Lionstar · 04/03/2010 20:42

confuddlesDOTcom, just came back to this thread a bit late, but anyway wanted to say that's not true for all slings. Assume you're thinking of those baby-bjorn types where the babies dangle from their crotch. However there are all kinds of other styles of sling - including wraps and pouches that are much more supportive and hold babies in a more natural position - even facing out.

plonker · 04/03/2010 21:07

My dd is 2.5 and barely goes in a pushchair now.

When she does, she prefers to be rear-facing. Nothing to do with me being precious, and I can't remember the last time I coo-ed at her, but we do have some lovely conversations as we're going along.

Reeeeeeeeeally can't see how being rear-facing means she can't look at the world - does the world only exist infront of us?

YABU

RainbowsandDaisies · 04/03/2010 21:14

I have never had a rear facing buggy - always wanted my toddlers to face forward - they are both nosy thus enjoy looking around and seem to find demands when they can see me! Not had a glass of wine but need one!

Guadalupe · 04/03/2010 21:18

yabu and you knows it

Guadalupe · 04/03/2010 21:20

know even!

confuddledDOTcom · 04/03/2010 23:37

I said "sling" because I meant "sling" and not "baby carrier" I do actually know the difference, not only as part of my Doula training but I only ever wrap and the study I read was on a wrapping website and talking about all styles including wraps because it's not about the support of the sling or the style - it is the facing out.

I tried to locate the study earlier but was in a rush, I'm going to have another look for it.

runnybottom · 05/03/2010 00:05

I think it was centred on overstimulation, the inability to read caregiver expression as a mediator.
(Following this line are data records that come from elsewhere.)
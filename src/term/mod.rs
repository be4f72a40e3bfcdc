/*!
## Terminal Module

Console backends. [`TermConsole`] drives a real terminal: lines are
read with `linefeed`, single keys and screen control go through
`mortal`, and Ctrl-C raises the BREAK flag. [`BufferConsole`] keeps
everything in memory.

*/

extern crate ansi_term;
extern crate ctrlc;
extern crate linefeed;
extern crate mortal;

mod buffer;

pub use buffer::BufferConsole;

use crate::mach::{Console, Event, Runtime, CR};
use ansi_term::Style;
use linefeed::{DefaultTerminal, Interface, ReadResult, Signal};
use mortal::{Color, CursorMode, Key, PrepareConfig};
use std::sync::atomic::{AtomicBool, Ordering};
use std::sync::Arc;

/// Command line settings.
#[derive(Debug, Default)]
pub struct Config {
    pub warn: bool,
    pub program: Option<String>,
}

pub fn main(config: Config) -> i32 {
    let interrupted = Arc::new(AtomicBool::new(false));
    let int_moved = interrupted.clone();
    if let Err(error) = ctrlc::set_handler(move || {
        int_moved.store(true, Ordering::SeqCst);
    }) {
        eprintln!("Error setting Ctrl-C handler: {}", error);
        return 1;
    }
    let console = match TermConsole::new(interrupted) {
        Ok(console) => console,
        Err(error) => {
            eprintln!("{}", error);
            return 1;
        }
    };
    let mut runtime = Runtime::new(console);
    runtime.set_warning_mode(config.warn);
    if let Some(filename) = config.program {
        match runtime.load(&filename) {
            Ok(()) => {
                if let Event::Bye = runtime.run() {
                    return 0;
                }
            }
            Err(error) => runtime
                .console_mut()
                .diagnostic(&format!("Syntax error: {}", error)),
        }
    }
    runtime.repl()
}

pub struct TermConsole {
    interface: Interface<DefaultTerminal>,
    screen: Option<mortal::Terminal>,
    interrupted: Arc<AtomicBool>,
    pending: String,
}

impl TermConsole {
    pub fn new(interrupted: Arc<AtomicBool>) -> std::io::Result<TermConsole> {
        let interface = Interface::new("RM Basic")?;
        interface.set_report_signal(Signal::Interrupt, true);
        Ok(TermConsole {
            interface,
            screen: mortal::Terminal::new().ok(),
            interrupted,
            pending: String::new(),
        })
    }

    /// Write out text held back for the next prompt.
    fn flush(&mut self) {
        if !self.pending.is_empty() {
            let _ = self.interface.write_fmt(format_args!("{}", self.pending));
            self.pending.clear();
        }
    }

    fn read_line(&mut self, prepopulated: &str) -> std::io::Result<ReadResult> {
        if prepopulated.is_empty() {
            return self.interface.read_line();
        }
        if let Some(result) = self
            .interface
            .read_line_step(Some(std::time::Duration::from_millis(0)))?
        {
            return Ok(result);
        }
        self.interface.set_buffer(prepopulated)?;
        loop {
            if let Some(result) = self.interface.read_line_step(None)? {
                return Ok(result);
            }
        }
    }

    fn read_key(&mut self) -> std::io::Result<Option<char>> {
        let screen = match &self.screen {
            Some(screen) => screen,
            None => return Ok(None),
        };
        let state = screen.prepare(PrepareConfig::default())?;
        let mut key = None;
        loop {
            if let Some(mortal::Event::Key(k)) = screen.read_event(None)? {
                match k {
                    Key::Char(ch) => key = Some(ch),
                    Key::Enter => key = Some('\r'),
                    Key::Backspace => key = Some('\u{8}'),
                    Key::Tab => key = Some('\t'),
                    Key::Escape => key = Some('\u{1b}'),
                    Key::Ctrl('c') => self.interrupted.store(true, Ordering::SeqCst),
                    _ => continue,
                }
                break;
            }
        }
        screen.restore(state)?;
        Ok(key)
    }

    fn with_screen<F>(&mut self, f: F)
    where
        F: FnOnce(&mortal::Terminal) -> std::io::Result<()>,
    {
        self.flush();
        if let Some(screen) = &self.screen {
            let _ = f(screen);
        }
    }
}

/// Terminals only move relative to the cursor, so go to the top
/// left corner first.
fn move_cursor(screen: &mortal::Terminal, to: mortal::Cursor) -> std::io::Result<()> {
    let size = screen.size()?;
    let to = clamp_cursor(size, to);
    screen.move_up(size.lines)?;
    screen.move_to_first_column()?;
    screen.move_down(to.line)?;
    screen.move_right(to.column)
}

fn clamp_cursor(size: mortal::Size, to: mortal::Cursor) -> mortal::Cursor {
    mortal::Cursor {
        line: to.line.min(size.lines.saturating_sub(1)),
        column: to.column.min(size.columns.saturating_sub(1)),
    }
}

/// The Nimbus palette folded onto eight terminal colours.
fn colour(n: i32) -> Color {
    match n.rem_euclid(8) {
        0 => Color::Black,
        1 => Color::Blue,
        2 => Color::Red,
        3 => Color::Magenta,
        4 => Color::Green,
        5 => Color::Cyan,
        6 => Color::Yellow,
        _ => Color::White,
    }
}

impl Console for TermConsole {
    fn print(&mut self, s: &str) {
        self.pending.push_str(s);
    }

    fn put(&mut self, code: u32) {
        if code == CR {
            let _ = self
                .interface
                .write_fmt(format_args!("{}\n", self.pending));
            self.pending.clear();
        } else if let Some(ch) = std::char::from_u32(code) {
            self.pending.push(ch);
        }
    }

    fn input(&mut self, prepopulated: &str) -> Option<String> {
        let prompt = std::mem::take(&mut self.pending);
        if self.interface.set_prompt(&prompt).is_err() {
            return None;
        }
        match self.read_line(prepopulated) {
            Ok(ReadResult::Input(string)) => {
                if !string.trim().is_empty() {
                    self.interface.add_history_unique(string.clone());
                }
                Some(string)
            }
            Ok(ReadResult::Signal(Signal::Interrupt)) => {
                let _ = self.interface.set_buffer("");
                let _ = self.interface.lock_reader().cancel_read_line();
                self.interrupted.store(true, Ordering::SeqCst);
                None
            }
            Ok(_) | Err(_) => None,
        }
    }

    fn get(&mut self) -> Option<char> {
        self.flush();
        self.read_key().ok().flatten()
    }

    fn cls(&mut self) {
        self.with_screen(|s| s.clear_screen());
    }

    fn set_mode(&mut self, _columns: u32) {
        self.cls();
    }

    fn set_paper(&mut self, n: i32) {
        self.with_screen(|s| s.set_bg(colour(n)));
    }

    fn set_border(&mut self, _colour: i32) {}

    fn set_pen(&mut self, n: i32) {
        self.with_screen(|s| s.set_fg(colour(n)));
    }

    fn set_curpos(&mut self, column: i32, row: i32) {
        let to = mortal::Cursor {
            line: row.max(1) as usize - 1,
            column: column.max(1) as usize - 1,
        };
        self.with_screen(|s| move_cursor(s, to));
    }

    fn set_cursor(&mut self, mode: i32, _ch: Option<i32>, _set: Option<i32>) {
        let mode = if mode == 0 {
            CursorMode::Invisible
        } else {
            CursorMode::Normal
        };
        self.with_screen(|s| s.set_cursor_mode(mode));
    }

    fn set_colour(&mut self, _slot: i32, _colour: i32) {}

    fn ink(&mut self, n: i32) {
        self.set_pen(n);
    }

    fn home(&mut self) {
        self.with_screen(|s| move_cursor(s, mortal::Cursor::first()));
    }

    fn plot(&mut self, text: &str, _x: f64, _y: f64) {
        self.print(text);
        self.flush();
    }

    fn line(&mut self, _points: &[(f64, f64)]) {}

    fn area(&mut self, _points: &[(f64, f64)]) {}

    fn points(&mut self, _points: &[(f64, f64)]) {}

    fn circle(&mut self, _radius: f64, _x: f64, _y: f64) {}

    fn flood(&mut self, _x: f64, _y: f64) {}

    fn move_to(&mut self, _x: f64, _y: f64) {}

    fn ask_mouse(&mut self) -> (f64, f64, f64) {
        (0.0, 0.0, 0.0)
    }

    fn break_raised(&self) -> bool {
        self.interrupted.load(Ordering::SeqCst)
    }

    fn reset_break(&mut self) {
        self.interrupted.store(false, Ordering::SeqCst);
    }

    fn diagnostic(&mut self, s: &str) {
        self.flush();
        let _ = self
            .interface
            .write_fmt(format_args!("{}\n", Style::new().bold().paint(s)));
    }
}

#[cfg(test)]
mod tests {
    use super::*;
    use mortal::{Cursor, Size};

    #[test]
    fn test_clamp_cursor() {
        let size = Size {
            lines: 25,
            columns: 80,
        };
        let inside = Cursor { line: 3, column: 7 };
        assert_eq!(clamp_cursor(size, inside), inside);
        let outside = Cursor {
            line: 40,
            column: 100,
        };
        assert_eq!(clamp_cursor(size, outside), Cursor { line: 24, column: 79 });
        assert_eq!(clamp_cursor(size, Cursor::first()), Cursor::first());
    }
}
Facing outward in a sling of anykind makes it near impossible for the baby to turn away from bright lights/loud noise/other people etc.

MrsTicklemouse · 05/03/2010 00:07

YABU

fwiw my just turned two year old hates facing forward he would much rather talk to his brother than look at someone's bottom!!

i love my boys but i can say i have never cooed at either of them and will only take ds2 shopping if ds1 is there to keep him company

RobynLou · 05/03/2010 01:00

I still carry my 2.5 year old facing me, It makes a quick trip somewhere into some proper quality time that we can spend talking about what we've done, what we can see, what we're having for dinner etc etc

EmmaBemma · 05/03/2010 06:34

Christ on a bike! The things people get wound up about. Never noticed what way other people's buggies face. Don't care. Will never care. Next!